What this task involves: Reproduce, with no changes, the line that contains "different default subdivision." and all the lines that come after it in the records.

Extracted records
BEGIN

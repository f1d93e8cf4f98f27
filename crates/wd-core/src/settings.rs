//! Default jurisdiction settings.
//!
//! [`Settings`] carries the country and subdivision used when a caller does
//! not name one. It is an ordinary value: build it once at start-up and pass
//! it to whatever needs it.

/// Country used when none is given.
pub const DEFAULT_COUNTRY: &str = "GB";

/// Subdivision used when none is given.
pub const DEFAULT_SUBDIVISION: &str = "England";

/// Literal subdivision meaning "country-wide holidays only".
pub const NO_SUBDIVISION: &str = "None";

/// Default jurisdiction for working-day calculations.
#[derive(Debug, Clone, PartialEq, Eq)]
pub struct Settings {
    default_country: String,
    default_subdivision: String,
}

impl Settings {
    /// Create settings with explicit defaults.
    pub fn new(country: impl Into<String>, subdivision: impl Into<String>) -> Self {
        Self {
            default_country: country.into(),
            default_subdivision: subdivision.into(),
        }
    }

    /// The default country identifier.
    pub fn default_country(&self) -> &str {
        &self.default_country
    }

    /// The default subdivision identifier (may be [`NO_SUBDIVISION`]).
    pub fn default_subdivision(&self) -> &str {
        &self.default_subdivision
    }

    /// Return a copy with a different default country.
    pub fn with_country(mut self, country: impl Into<String>) -> Self {
        self.default_country = country.into();
        self
    }

    /// Return a copy with a different default subdivision.
    pub fn with_subdivision(mut self, subdivision: impl Into<String>) -> Self {
        self.default_subdivision = subdivision.into();
        self
    }
}

impl Default for Settings {
    fn default() -> Self {
        Self::new(DEFAULT_COUNTRY, DEFAULT_SUBDIVISION)
    }
}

END

Response area:
    /// Return a copy with a different default subdivision.
    pub fn with_subdivision(mut self, subdivision: impl Into<String>) -> Self {
        self.default_subdivision = subdivision.into();
        self
    }
}

impl Default for Settings {
    fn default() -> Self {
        Self::new(DEFAULT_COUNTRY, DEFAULT_SUBDIVISION)
    }
}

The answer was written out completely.